Energy Advisory Board Spotlight: Terri King, ConocoPhillips

By Angela Jardina

From the U.S., the United Kingdom, Norway and eventually back to Texas, native Houstonian Terri King of ConocoPhillips describes her career journey in the three following words: “A wild ride.”

“I started out wanting to be the best engineer that I could be,” she said. After receiving her bachelor’s in chemical engineering from Trinity University, King became an engineer. Now, she is a commercial and supply chain leader who works by a specific code.

“I’m listening for how I can support the success of the people that work for me,” King said. “I’m not listening to intervene.”

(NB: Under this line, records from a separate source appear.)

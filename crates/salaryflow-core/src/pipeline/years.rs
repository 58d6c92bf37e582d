// Years selectable on the year control.

use crate::data::records::YearKeyed;
use std::collections::{BTreeSet, HashSet};

/// Years present in both datasets, newest first, without duplicates.
/// Rows with no parseable year are ignored.
pub fn available_years<A: YearKeyed, B: YearKeyed>(first: &[A], second: &[B]) -> Vec<i32> {
    let second_years: HashSet<i32> = second.iter().filter_map(YearKeyed::year).collect();
    first
        .iter()
        .filter_map(YearKeyed::year)
        .collect::<BTreeSet<i32>>()
        .into_iter()
        .rev()
        .filter(|y| second_years.contains(y))
        .collect()
}

/// The year to show when `requested` has no data: the available year with
/// the smallest distance to it. On a tie the year listed first wins, which
/// is the newer one for `available_years` output.
pub fn closest_available_year(years: &[i32], requested: i32) -> Option<i32> {
    let mut best = *years.first()?;
    for &year in &years[1..] {
        if (year - requested).abs() < (best - requested).abs() {
            best = year;
        }
    }
    Some(best)
}
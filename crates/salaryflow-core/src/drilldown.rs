// Drill-down breakdowns shown when a salary or performance node is selected.

use crate::pipeline::classify::SalaryCategory;
use crate::pipeline::graph::{NodeCategory, NodeDetail};
use crate::pipeline::join::PlayerRecord;
use serde::Serialize;

/// A count under a label, in first-appearance order of the label.
#[derive(Debug, Clone, PartialEq, Serialize)]
pub struct LabelCount<L> {
    pub label: L,
    pub count: usize,
}

fn count_by<'a, L, F>(players: &'a [PlayerRecord], key: F) -> Vec<LabelCount<L>>
where
    L: PartialEq,
    F: Fn(&'a PlayerRecord) -> L,
{
    let mut counts: Vec<LabelCount<L>> = Vec::new();
    for player in players {
        let label = key(player);
        match counts.iter_mut().find(|c| c.label == label) {
            Some(entry) => entry.count += 1,
            None => counts.push(LabelCount { label, count: 1 }),
        }
    }
    counts
}

/// Players per team display name.
pub fn players_per_team(players: &[PlayerRecord]) -> Vec<LabelCount<String>> {
    count_by(players, |p| p.team_name.clone())
}

/// Players per salary tier.
pub fn salary_mix(players: &[PlayerRecord]) -> Vec<LabelCount<SalaryCategory>> {
    count_by(players, |p| p.salary_category)
}

/// What a selected node breaks down into.
#[derive(Debug, Clone, PartialEq, Serialize)]
#[serde(tag = "kind", content = "counts", rename_all = "snake_case")]
pub enum NodeBreakdown {
    /// Salary node: how its players spread over teams.
    PlayersPerTeam(Vec<LabelCount<String>>),
    /// Performance node: how its players spread over salary tiers.
    SalaryMix(Vec<LabelCount<SalaryCategory>>),
}

impl NodeBreakdown {
    /// Team nodes have no breakdown.
    pub fn for_node(detail: &NodeDetail) -> Option<Self> {
        match detail.node_category {
            NodeCategory::Salary => Some(NodeBreakdown::PlayersPerTeam(players_per_team(
                &detail.players,
            ))),
            NodeCategory::Performance => {
                Some(NodeBreakdown::SalaryMix(salary_mix(&detail.players)))
            }
            NodeCategory::Team => None,
        }
    }
}

#[cfg(test)]
mod tests {
    use super::*;
    use crate::pipeline::classify::PerformanceCategory;

    fn player(id: &str, team: &str, salary_category: SalaryCategory) -> PlayerRecord {
        PlayerRecord {
            player_id: id.into(),
            year: 2004,
            team_id: team.into(),
            team_name: format!("{team} club"),
            hits: 0,
            doubles: 0,
            performance_score: 0.0,
            salary: 0.0,
            salary_category,
            performance_category: PerformanceCategory::Low,
        }
    }

    fn detail(category: NodeCategory, players: Vec<PlayerRecord>) -> NodeDetail {
        NodeDetail {
            node_id: 0,
            node_name: "node".into(),
            node_category: category,
            team_id: None,
            total_players: players.len(),
            avg_salary: None,
            avg_performance_score: None,
            players,
        }
    }

    #[test]
    fn players_per_team_first_appearance_order() {
        let players = vec![
            player("a", "OAK", SalaryCategory::Low),
            player("b", "NYA", SalaryCategory::Low),
            player("c", "OAK", SalaryCategory::Low),
        ];
        let counts = players_per_team(&players);
        assert_eq!(
            counts,
            vec![
                LabelCount { label: "OAK club".to_string(), count: 2 },
                LabelCount { label: "NYA club".to_string(), count: 1 },
            ]
        );
    }

    #[test]
    fn salary_mix_counts_tiers() {
        let players = vec![
            player("a", "OAK", SalaryCategory::High),
            player("b", "OAK", SalaryCategory::Low),
            player("c", "NYA", SalaryCategory::High),
        ];
        let mix = salary_mix(&players);
        assert_eq!(mix.len(), 2);
        assert_eq!(mix[0].label, SalaryCategory::High);
        assert_eq!(mix[0].count, 2);
        assert_eq!(mix[1].label, SalaryCategory::Low);
    }

    #[test]
    fn breakdown_by_node_category() {
        let players = vec![player("a", "OAK", SalaryCategory::Medium)];
        assert!(matches!(
            NodeBreakdown::for_node(&detail(NodeCategory::Salary, players.clone())),
            Some(NodeBreakdown::PlayersPerTeam(_))
        ));
        assert!(matches!(
            NodeBreakdown::for_node(&detail(NodeCategory::Performance, players.clone())),
            Some(NodeBreakdown::SalaryMix(_))
        ));
        assert!(NodeBreakdown::for_node(&detail(NodeCategory::Team, players)).is_none());
    }

    #[test]
    fn breakdown_serializes_with_kind_tag() {
        let players = vec![player("a", "OAK", SalaryCategory::Medium)];
        let breakdown =
            NodeBreakdown::for_node(&detail(NodeCategory::Performance, players)).unwrap();
        let json = serde_json::to_value(&breakdown).unwrap();
        assert_eq!(json["kind"], "salary_mix");
        assert_eq!(json["counts"][0]["label"], "Medium Salary");
        assert_eq!(json["counts"][0]["count"], 1);
    }
}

Early in her career, King found her way back home, becoming a Coog in University of Houston’s Master of Business Administration program and graduating with a finance degree after countless hours of night school.

“It was almost like a mini classroom within itself,” she said, delighting in the diversity of her peers that allowed her to learn from the variety of their experiences.

When asked ‘why Houston?’ King attributes this to the unique vibrancy that the city contains.

“It is a very exciting mix of people. Not a lot of people that live in Houston were born in Houston, and it’s exciting to have a group of people who didn’t all have the same experiences throughout their life,” King said. “Houston – and the U.S. in general – possesses a one-of-a-kind environment that really encourages entrepreneurship. When it comes to the energy industry, you see more of an overall community in Houston.”

Describing Houston as a place with the power to draw people through its promise of opportunity, King works as a member of the Energy Advisory Board to help make it a reality and touts UH’s “orientation to the future as built on the foundation of technical strength.”

“[Vice President of Energy and Innovation] Ramanan [Krishnamoorti] is bringing together students and staff with a broad set of backgrounds and recruiting professors who are multi-disciplinary,” King said. “It has a fantastic purpose and mission. UH listens so much and works with the advice [provided by the board] to see where it takes them. The way the committees work is very effective.”

As someone working on the forefront of the energy transition, King is excited by the challenges that the transition currently faces. Areas like regulatory framework and infrastructure agreements due to a lack of what King termed as a “centrally-planned economy” present themselves as hurdles and puzzles. King advises students to look to these challenges as opportunities.

“For those considering work in the energy industry, you’ve made a good choice by even considering it. Keep an open mind, come in and see what the work is all about,” King said. “Students pursuing this career path will be working with very high [levels] of technology and innovation [to aid in the] responsible creation of energy. Sometimes people don’t think about the quality-of-life improvements that stem from this work.”

With vast experience across the globe, King derives her continued passion from the ability to enable people to have their best career with no regrets. While transforming a struggling business, King undertakes many strategies, but the one strategy that she keeps constant may be particularly useful to any ambitious individual.

“Create within an organization, a dissatisfaction with the status quo,” King said. “To get from good to great you have to be really dissatisfied with good.”